After one year at Princeton, Milliman was named Princeton's offensive coordinator but chose to leave and accept an assistant coach position for the Cornell Big Red men's lacrosse team. During the 2014 campaign, Milliman helped the team to a 9–0 record to begin the season and 11–5 overall. As a result, he was named the Mario St. George Boiardi '04 Associate Head Coach of Men's Lacrosse. During the offseason, he chose to serve as a volunteer head coach for Team Russia at the 2014 World Lacrosse Championship after being recruited by Eugene Arkhipov. Prior to this, he had been unaware Russia had a lacrosse team and had never seen any of the players compete live.

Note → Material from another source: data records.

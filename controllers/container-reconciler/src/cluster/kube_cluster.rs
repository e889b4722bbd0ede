//! `ClusterApi` backed by a live Kubernetes API server

use super::{ClusterApi, ResourceKind};
use crate::error::ClusterError;
use kube::api::{Api, ApiResource, DeleteParams, ListParams, Patch, PatchParams, PostParams};
use kube::core::{DynamicObject, GroupVersionKind};
use kube::Client;
use serde_json::Value;
use tracing::debug;

/// Cluster access through one shared kube client
#[derive(Clone)]
pub struct KubeCluster {
    client: Client,
}

impl std::fmt::Debug for KubeCluster {
    fn fmt(&self, f: &mut std::fmt::Formatter<'_>) -> std::fmt::Result {
        f.debug_struct("KubeCluster").finish_non_exhaustive()
    }
}

impl KubeCluster {
    pub fn new(client: Client) -> Self {
        Self { client }
    }

    /// Connect using in-cluster config or the local kubeconfig
    pub async fn try_default() -> Result<Self, ClusterError> {
        Ok(Self::new(Client::try_default().await?))
    }

    fn api(&self, kind: ResourceKind, namespace: &str) -> Api<DynamicObject> {
        let gvk = GroupVersionKind::gvk(kind.group(), kind.version(), kind.kind());
        let ar = ApiResource::from_gvk_with_plural(&gvk, kind.plural());
        if kind.namespaced() {
            Api::namespaced_with(self.client.clone(), namespace, &ar)
        } else {
            Api::all_with(self.client.clone(), &ar)
        }
    }
}

fn to_dynamic(object: &Value) -> Result<DynamicObject, ClusterError> {
    Ok(serde_json::from_value(object.clone())?)
}

fn to_value(object: DynamicObject) -> Result<Value, ClusterError> {
    Ok(serde_json::to_value(object)?)
}

fn object_name(object: &Value) -> &str {
    object
        .pointer("/metadata/name")
        .and_then(Value::as_str)
        .unwrap_or_default()
}

/// Translate API status codes into the shared error vocabulary
fn map_error(err: kube::Error, kind: ResourceKind, namespace: &str, name: &str) -> ClusterError {
    match err {
        kube::Error::Api(api_err) if api_err.code == 404 => ClusterError::NotFound {
            kind: kind.to_string(),
            namespace: namespace.to_string(),
            name: name.to_string(),
        },
        kube::Error::Api(api_err) if api_err.code == 409 && api_err.reason == "AlreadyExists" => {
            ClusterError::AlreadyExists {
                kind: kind.to_string(),
                namespace: namespace.to_string(),
                name: name.to_string(),
            }
        }
        kube::Error::Api(api_err) if api_err.code == 409 => ClusterError::Conflict {
            kind: kind.to_string(),
            namespace: namespace.to_string(),
            name: name.to_string(),
        },
        other => ClusterError::Kube(other),
    }
}

#[async_trait::async_trait]
impl ClusterApi for KubeCluster {
    async fn get(&self, kind: ResourceKind, namespace: &str, name: &str) -> Result<Option<Value>, ClusterError> {
        debug!("GET {} {}/{}", kind, namespace, name);
        match self.api(kind, namespace).get_opt(name).await {
            Ok(Some(object)) => Ok(Some(to_value(object)?)),
            Ok(None) => Ok(None),
            Err(e) => Err(map_error(e, kind, namespace, name)),
        }
    }

    async fn list(
        &self,
        kind: ResourceKind,
        namespace: &str,
        label_selector: Option<&str>,
    ) -> Result<Vec<Value>, ClusterError> {
        debug!("LIST {} in {} ({:?})", kind, namespace, label_selector);
        let mut params = ListParams::default();
        if let Some(selector) = label_selector {
            params = params.labels(selector);
        }
        let list = self
            .api(kind, namespace)
            .list(&params)
            .await
            .map_err(|e| map_error(e, kind, namespace, ""))?;
        list.items.into_iter().map(to_value).collect()
    }

    async fn create(&self, kind: ResourceKind, namespace: &str, object: &Value) -> Result<Value, ClusterError> {
        let name = object_name(object);
        debug!("CREATE {} {}/{}", kind, namespace, name);
        self.api(kind, namespace)
            .create(&PostParams::default(), &to_dynamic(object)?)
            .await
            .map_err(|e| map_error(e, kind, namespace, name))
            .and_then(to_value)
    }

    async fn replace(
        &self,
        kind: ResourceKind,
        namespace: &str,
        name: &str,
        object: &Value,
    ) -> Result<Value, ClusterError> {
        debug!("REPLACE {} {}/{}", kind, namespace, name);
        self.api(kind, namespace)
            .replace(name, &PostParams::default(), &to_dynamic(object)?)
            .await
            .map_err(|e| map_error(e, kind, namespace, name))
            .and_then(to_value)
    }

    async fn patch(&self, kind: ResourceKind, namespace: &str, name: &str, patch: &Value) -> Result<Value, ClusterError> {
        debug!("PATCH {} {}/{}", kind, namespace, name);
        self.api(kind, namespace)
            .patch(name, &PatchParams::default(), &Patch::Merge(patch))
            .await
            .map_err(|e| map_error(e, kind, namespace, name))
            .and_then(to_value)
    }

    async fn delete(&self, kind: ResourceKind, namespace: &str, name: &str) -> Result<bool, ClusterError> {
        debug!("DELETE {} {}/{}", kind, namespace, name);
        match self.api(kind, namespace).delete(name, &DeleteParams::background()).await {
            Ok(_) => Ok(true),
            Err(kube::Error::Api(api_err)) if api_err.code == 404 => Ok(false),
            Err(e) => Err(map_error(e, kind, namespace, name)),
        }
    }
}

Milliman was made Richard M. Moran Head Coach of Men's Lacrosse in 2018 and in his first season, the team qualified for the NCAA quarterfinals for the first time in two years. The team went on to finish second in the conference and won the program's first Ivy League Tournament title since 2011. The following year, he was named an assistant coach for Team USA at the 2019 World Indoor Lacrosse Championship where he helped them to their fifth straight bronze medal.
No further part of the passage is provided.